--- TASK DETAILS ---
Spot each line in the data below containing "replace" and copy it.

Dataset items
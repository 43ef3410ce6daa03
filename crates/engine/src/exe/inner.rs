use crate::{ExeMap, Markov};
use educe::Educe;
use std::path::PathBuf;

#[derive(Default, Clone, Educe)]
#[educe(Debug)]
pub(crate) struct ExeInner {
    pub(crate) path: PathBuf,

    #[educe(Debug(ignore))]
    pub(crate) exemaps: Vec<ExeMap>,

    /// Sum of lengths of all attached maps, in bytes.
    pub(crate) size: u64,

    /// Sequence number, assigned at registration.
    pub(crate) seq: Option<u64>,

    /// Cumulative seconds this exe has ever been running.
    pub(crate) time: u64,

    pub(crate) update_time: Option<u64>,

    pub(crate) running_timestamp: Option<u64>,

    /// Time of the last running-status flip. `None` for exes restored from
    /// the state file that have not been seen since.
    pub(crate) change_timestamp: Option<u64>,

    /// Log-probability of NOT being needed in the next period. Scratch,
    /// rewritten by every prediction pass.
    pub(crate) lnprob: f64,

    #[educe(Debug(ignore))]
    pub(crate) markovs: Vec<Markov>,
}

impl ExeInner {
    pub(crate) fn new(path: impl Into<PathBuf>) -> Self {
        Self {
            path: path.into(),
            ..Default::default()
        }
    }

    pub(crate) fn with_running(&mut self, last_running_timestamp: u64) -> &mut Self {
        self.update_time.replace(last_running_timestamp);
        self.running_timestamp.replace(last_running_timestamp);
        self
    }

    pub(crate) fn with_exemaps(&mut self, exemaps: Vec<ExeMap>) -> &mut Self {
        let size = exemaps
            .iter()
            .map(|exemap| exemap.map.length())
            .fold(0u64, |acc, x| acc.wrapping_add(x));
        self.size = self.size.wrapping_add(size);
        self.exemaps = exemaps;
        self
    }

    pub(crate) fn is_running(&self, last_running_timestamp: u64) -> bool {
        self.running_timestamp
            .is_some_and(|running| running >= last_running_timestamp)
    }
}
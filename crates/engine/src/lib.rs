//! The adaptive prefetch engine: model, prediction, and readahead.

mod error;
mod exe;
mod exemap;
mod map;
mod markov;
pub mod memstat;
mod persistence;
pub mod prefetch;
pub mod proc;
mod state;
#[cfg(test)]
pub(crate) mod test_support;
pub mod utils;
mod vomm;

pub use error::Error;
pub use exe::{Exe, ExeForMarkov};
pub use exemap::ExeMap;
pub use map::{Map, RuntimeStats};
pub use markov::{Markov, MarkovState, MarkovStats};
pub use memstat::{MemStat, MemoryProbe};
pub use persistence::StateFileError;
pub use state::{ExeSnapshot, ModelStats, State};
pub use vomm::VommTree;
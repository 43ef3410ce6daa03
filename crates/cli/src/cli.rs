use clap::Parser;
use std::path::{Path, PathBuf};

/// Command line interface for the presage daemon.
#[derive(Debug, Parser, Clone)]
#[command(about, long_about = None, version)]
pub struct Cli {
    /// Path to the configuration file.
    #[arg(short, long, value_name = "FILE")]
    pub conffile: Option<PathBuf>,

    /// Path to the state file. Without one, nothing is persisted.
    #[arg(short, long, value_name = "FILE")]
    pub statefile: Option<PathBuf>,

    /// Path to the log file. Without one, logs go to stderr.
    #[arg(short, long, value_name = "FILE")]
    pub logfile: Option<PathBuf>,

    /// Nice level for the daemon process.
    #[arg(short, long, default_value_t = 0)]
    pub nice: i32,

    /// Stay in the foreground instead of daemonizing.
    #[arg(short, long)]
    pub foreground: bool,

    /// Increase verbosity (-v, -vv, -vvv).
    #[arg(short, long, action = clap::ArgAction::Count)]
    pub verbose: u8,
}

impl Cli {
    /// Configuration files to load, in override order (later wins).
    ///
    /// An explicit `--conffile` is used alone; otherwise the system config
    /// plus any `config.d` drop-ins.
    pub fn config_paths(&self) -> Vec<PathBuf> {
        if let Some(conffile) = &self.conffile {
            return vec![conffile.clone()];
        }

        let mut paths = vec![PathBuf::from("/etc/presaged/config.toml")];
        paths.extend(collect_toml(Path::new("/etc/presaged/config.d")));
        paths
    }

    pub fn log_level(&self) -> &'static str {
        match self.verbose {
            0 => "info",
            1 => "debug",
            _ => "trace",
        }
    }
}

fn collect_toml(dir: &Path) -> Vec<PathBuf> {
    let Ok(entries) = std::fs::read_dir(dir) else {
        return Vec::new();
    };
    let mut paths: Vec<PathBuf> = entries
        .filter_map(Result::ok)
        .map(|entry| entry.path())
        .filter(|path| path.extension().and_then(|ext| ext.to_str()) == Some("toml"))
        .collect();
    paths.sort();
    paths
}

#[cfg(test)]
mod tests {
    use super::*;

    #[test]
    fn explicit_conffile_wins() {
        let cli = Cli::parse_from(["presaged", "--conffile", "/tmp/custom.toml"]);
        assert_eq!(cli.config_paths(), vec![PathBuf::from("/tmp/custom.toml")]);
    }

    #[test]
    fn verbosity_maps_to_levels() {
        assert_eq!(Cli::parse_from(["presaged"]).log_level(), "info");
        assert_eq!(Cli::parse_from(["presaged", "-v"]).log_level(), "debug");
        assert_eq!(Cli::parse_from(["presaged", "-vvv"]).log_level(), "trace");
    }
}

--- EXPECTED ANSWER ---
        self.update_time.replace(last_running_timestamp);
        self.running_timestamp.replace(last_running_timestamp);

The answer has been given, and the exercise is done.